London has a long history of welcoming immigration, and is currently extremely
welcoming of wealthy immigrants in particular. Housing density is always
rising. New buildings are always going up, and existing buildings are
frequently being turned into flats. This welcoming behaviour has done nothing
to prevent even reasonably well-off natives being priced out of the city.

> The only crime is in sacrificing one to make way for the other.

There's no real suggestion here. How does one avoid this sacrifice?

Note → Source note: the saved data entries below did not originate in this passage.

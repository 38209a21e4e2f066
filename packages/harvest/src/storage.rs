//! Directory-backed object storage.
//!
//! Each object lives in `<root>/<oid>/`. Payloads are plain files in that
//! directory and the object's properties are kept in `object.toml`.

use std::collections::BTreeMap;
use std::fs::File;
use std::io::{BufRead, BufReader};
use std::path::{Path, PathBuf};

/// File holding an object's properties.
pub const PROPERTIES_FILE: &str = "object.toml";

/// A stored record with named payloads and string properties.
///
/// This is the view the record transform needs of a source object.
pub trait DigitalObject {
    /// The object's identifier.
    fn id(&self) -> &str;

    /// Looks up a property value.
    fn property(&self, key: &str) -> Option<&str>;

    /// Identifiers of every payload attached to the object.
    ///
    /// # Errors
    ///
    /// Returns an error if the payload list cannot be read.
    fn payload_ids(&self) -> Result<Vec<String>, StorageError>;

    /// Opens a payload for line-oriented reading.
    ///
    /// Returns `Ok(None)` when the object has no such payload.
    ///
    /// # Errors
    ///
    /// Returns an error if the payload exists but cannot be opened.
    fn open_payload(&self, payload_id: &str) -> Result<Option<Box<dyn BufRead + '_>>, StorageError>;
}

/// Errors from storage operations.
#[derive(Debug, thiserror::Error)]
pub enum StorageError {
    /// Identifier that cannot be used as a single path component.
    #[error("Invalid identifier: {0:?}")]
    InvalidId(String),

    /// Property file could not be parsed.
    #[error("Invalid properties in {path}: {source}")]
    Properties {
        /// Properties file path.
        path: String,
        /// Underlying TOML error.
        source: toml::de::Error,
    },

    /// Property file could not be serialised.
    #[error("Failed to serialise properties: {0}")]
    Serialise(#[from] toml::ser::Error),

    /// I/O error.
    #[error("I/O error at {path}: {source}")]
    Io {
        /// Path that caused the error.
        path: String,
        /// Underlying I/O error.
        source: std::io::Error,
    },
}

fn io_error(path: &Path) -> impl FnOnce(std::io::Error) -> StorageError + '_ {
    move |source| StorageError::Io {
        path: path.display().to_string(),
        source,
    }
}

/// Rejects ids that would escape the storage root or clash with the
/// properties file.
fn validate_id(id: &str) -> Result<(), StorageError> {
    if id.is_empty()
        || id == "."
        || id == ".."
        || id == PROPERTIES_FILE
        || id.contains(['/', '\\'])
    {
        return Err(StorageError::InvalidId(id.to_string()));
    }
    Ok(())
}

/// Object storage rooted at a directory.
#[derive(Debug, Clone)]
pub struct FsStorage {
    root: PathBuf,
}

impl FsStorage {
    /// Opens (and creates if needed) storage at `root`.
    ///
    /// # Errors
    ///
    /// Returns an I/O error if the directory cannot be created.
    pub fn open(root: impl Into<PathBuf>) -> Result<Self, StorageError> {
        let root = root.into();
        std::fs::create_dir_all(&root).map_err(io_error(&root))?;
        Ok(Self { root })
    }

    /// The storage root directory.
    #[must_use]
    pub fn root(&self) -> &Path {
        &self.root
    }

    /// Loads an existing object, or returns an empty one that is written
    /// on first [`StoredObject::save`] or payload write.
    ///
    /// # Errors
    ///
    /// Returns an error if the id is invalid or existing properties
    /// cannot be read.
    pub fn get_or_create(&self, oid: &str) -> Result<StoredObject, StorageError> {
        validate_id(oid)?;
        let dir = self.root.join(oid);
        let properties = load_properties(&dir)?;
        Ok(StoredObject {
            id: oid.to_string(),
            dir,
            properties,
        })
    }

    /// Loads an existing object.
    ///
    /// # Errors
    ///
    /// Returns an error if the id is invalid or the properties cannot be
    /// read.
    pub fn get(&self, oid: &str) -> Result<Option<StoredObject>, StorageError> {
        validate_id(oid)?;
        if !self.root.join(oid).join(PROPERTIES_FILE).is_file() {
            return Ok(None);
        }
        self.get_or_create(oid).map(Some)
    }

    /// Ids of every saved object, sorted.
    ///
    /// # Errors
    ///
    /// Returns an I/O error if the root cannot be listed.
    pub fn object_ids(&self) -> Result<Vec<String>, StorageError> {
        let mut ids = Vec::new();
        for entry in std::fs::read_dir(&self.root).map_err(io_error(&self.root))? {
            let entry = entry.map_err(io_error(&self.root))?;
            let path = entry.path();
            if path.join(PROPERTIES_FILE).is_file() {
                if let Some(name) = path.file_name().and_then(|n| n.to_str()) {
                    ids.push(name.to_string());
                }
            }
        }
        ids.sort();
        Ok(ids)
    }
}

fn load_properties(dir: &Path) -> Result<BTreeMap<String, String>, StorageError> {
    let path = dir.join(PROPERTIES_FILE);
    if !path.is_file() {
        return Ok(BTreeMap::new());
    }
    let text = std::fs::read_to_string(&path).map_err(io_error(&path))?;
    toml::from_str(&text).map_err(|source| StorageError::Properties {
        path: path.display().to_string(),
        source,
    })
}

/// An object stored under [`FsStorage`].
#[derive(Debug, Clone)]
pub struct StoredObject {
    id: String,
    dir: PathBuf,
    properties: BTreeMap<String, String>,
}

impl StoredObject {
    /// Directory holding the object's files.
    #[must_use]
    pub fn dir(&self) -> &Path {
        &self.dir
    }

    /// Sets a property; persisted by [`Self::save`].
    pub fn set_property(&mut self, key: impl Into<String>, value: impl Into<String>) {
        self.properties.insert(key.into(), value.into());
    }

    /// All properties.
    #[must_use]
    pub const fn properties(&self) -> &BTreeMap<String, String> {
        &self.properties
    }

    /// Creates or replaces a payload with the given bytes.
    ///
    /// # Errors
    ///
    /// Returns an error if the id is invalid or the file cannot be written.
    pub fn write_payload(&self, payload_id: &str, contents: &[u8]) -> Result<(), StorageError> {
        validate_id(payload_id)?;
        std::fs::create_dir_all(&self.dir).map_err(io_error(&self.dir))?;
        let path = self.dir.join(payload_id);
        std::fs::write(&path, contents).map_err(io_error(&path))
    }

    /// Creates or replaces a payload by copying a local file.
    ///
    /// # Errors
    ///
    /// Returns an error if the id is invalid or the copy fails.
    pub fn copy_payload(&self, payload_id: &str, source: &Path) -> Result<u64, StorageError> {
        validate_id(payload_id)?;
        std::fs::create_dir_all(&self.dir).map_err(io_error(&self.dir))?;
        let path = self.dir.join(payload_id);
        let mut reader = File::open(source).map_err(io_error(source))?;
        let mut writer = File::create(&path).map_err(io_error(&path))?;
        std::io::copy(&mut reader, &mut writer).map_err(io_error(&path))
    }

    /// Writes the properties file.
    ///
    /// # Errors
    ///
    /// Returns an error if the file cannot be written.
    pub fn save(&self) -> Result<(), StorageError> {
        std::fs::create_dir_all(&self.dir).map_err(io_error(&self.dir))?;
        let path = self.dir.join(PROPERTIES_FILE);
        let text = toml::to_string(&self.properties)?;
        std::fs::write(&path, text).map_err(io_error(&path))
    }
}

impl DigitalObject for StoredObject {
    fn id(&self) -> &str {
        &self.id
    }

    fn property(&self, key: &str) -> Option<&str> {
        self.properties.get(key).map(String::as_str)
    }

    fn payload_ids(&self) -> Result<Vec<String>, StorageError> {
        let mut ids = Vec::new();
        if !self.dir.is_dir() {
            return Ok(ids);
        }
        for entry in std::fs::read_dir(&self.dir).map_err(io_error(&self.dir))? {
            let entry = entry.map_err(io_error(&self.dir))?;
            if !entry.path().is_file() {
                continue;
            }
            if let Some(name) = entry.file_name().to_str() {
                if name != PROPERTIES_FILE {
                    ids.push(name.to_string());
                }
            }
        }
        ids.sort();
        Ok(ids)
    }

    fn open_payload(&self, payload_id: &str) -> Result<Option<Box<dyn BufRead + '_>>, StorageError> {
        validate_id(payload_id)?;
        let path = self.dir.join(payload_id);
        if !path.is_file() {
            return Ok(None);
        }
        let file = File::open(&path).map_err(io_error(&path))?;
        Ok(Some(Box::new(BufReader::new(file))))
    }
}

#[cfg(test)]
mod tests {
    use super::*;
    use std::io::Read as _;

    #[test]
    fn objects_round_trip_through_disk() {
        let tmp = std::env::temp_dir().join("geonames_storage_round_trip_test");
        let _ = std::fs::remove_dir_all(&tmp);

        let storage = FsStorage::open(&tmp).unwrap();
        let mut object = storage.get_or_create("abc123").unwrap();
        object.set_property("ISOcode", "AU");
        object.set_property("render-pending", "true");
        object.write_payload("AU.json", b"{}").unwrap();
        object.save().unwrap();

        let loaded = storage.get("abc123").unwrap().unwrap();
        assert_eq!(loaded.id(), "abc123");
        assert_eq!(loaded.property("ISOcode"), Some("AU"));
        assert_eq!(loaded.property("render-pending"), Some("true"));
        assert_eq!(loaded.payload_ids().unwrap(), vec!["AU.json".to_string()]);

        let mut text = String::new();
        loaded
            .open_payload("AU.json")
            .unwrap()
            .unwrap()
            .read_to_string(&mut text)
            .unwrap();
        assert_eq!(text, "{}");

        assert_eq!(storage.object_ids().unwrap(), vec!["abc123".to_string()]);

        let _ = std::fs::remove_dir_all(&tmp);
    }

    #[test]
    fn missing_payload_and_object_are_none() {
        let tmp = std::env::temp_dir().join("geonames_storage_missing_test");
        let _ = std::fs::remove_dir_all(&tmp);

        let storage = FsStorage::open(&tmp).unwrap();
        assert!(storage.get("nothing").unwrap().is_none());

        let object = storage.get_or_create("empty").unwrap();
        assert!(object.open_payload("AU.txt").unwrap().is_none());
        assert!(object.payload_ids().unwrap().is_empty());

        let _ = std::fs::remove_dir_all(&tmp);
    }

    #[test]
    fn rejects_path_like_ids() {
        let tmp = std::env::temp_dir().join("geonames_storage_ids_test");
        let _ = std::fs::remove_dir_all(&tmp);

        let storage = FsStorage::open(&tmp).unwrap();
        assert!(matches!(
            storage.get_or_create("../escape"),
            Err(StorageError::InvalidId(_))
        ));
        let object = storage.get_or_create("ok").unwrap();
        assert!(matches!(
            object.write_payload(PROPERTIES_FILE, b""),
            Err(StorageError::InvalidId(_))
        ));

        let _ = std::fs::remove_dir_all(&tmp);
    }

    #[test]
    fn copy_errors_name_the_failing_side() {
        let tmp = std::env::temp_dir().join("geonames_storage_copy_test");
        let _ = std::fs::remove_dir_all(&tmp);

        let storage = FsStorage::open(tmp.join("root")).unwrap();
        let object = storage.get_or_create("abc").unwrap();

        let missing = tmp.join("missing.txt");
        match object.copy_payload("AU.txt", &missing) {
            Err(StorageError::Io { path, .. }) => assert_eq!(path, missing.display().to_string()),
            other => panic!("expected source error, got {other:?}"),
        }

        let source = tmp.join("AU.txt");
        std::fs::write(&source, "2077456\tAustralia\n").unwrap();
        // A directory where the payload file should go.
        let blocked = object.dir().join("AU.txt");
        std::fs::create_dir_all(&blocked).unwrap();
        match object.copy_payload("AU.txt", &source) {
            Err(StorageError::Io { path, .. }) => assert_eq!(path, blocked.display().to_string()),
            other => panic!("expected destination error, got {other:?}"),
        }

        assert_eq!(object.copy_payload("AU.json", &source).unwrap(), 18);

        let _ = std::fs::remove_dir_all(&tmp);
    }
}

Builders of new flats in London are required to offset their luxury
accommodation with some "affordable housing", as an attempt to prevent this
sacrifice. This has not yet worked. Not-so-wealthy immigrants to London find
themselves either in substandard housing, or just not-very-good housing in the
outer zones. Natives find themselves living with their parents until they're
40, or leaving the city altogether.

I would say that the only way to ensure that gentrification has a positive
effect for all involved is to be more welcoming of actual immigration, but
less welcoming to cash-only immigration. The rental and flipping markets are
out of control. There is a surplus of big-money cash buyers pricing those on
normal incomes out of the homebuying market, whilst charging ever-increasing
rents to their tenants (which further reduces said tenants' abilities to
escape the rental market, and eventually forces them out to make way for
wealthier tenants).

Tipping the balance in favour of renters rather than lessors would help this.
Rent controls; making eviction harder; preventing homebuying by non-residents;
increased taxes on empty properties. All these would slow house price rises
and allow people who don't own a Russian utility company to stay in London for
longer.

------
ars
Why do you want to avoid it? Shouldn't you encourage it?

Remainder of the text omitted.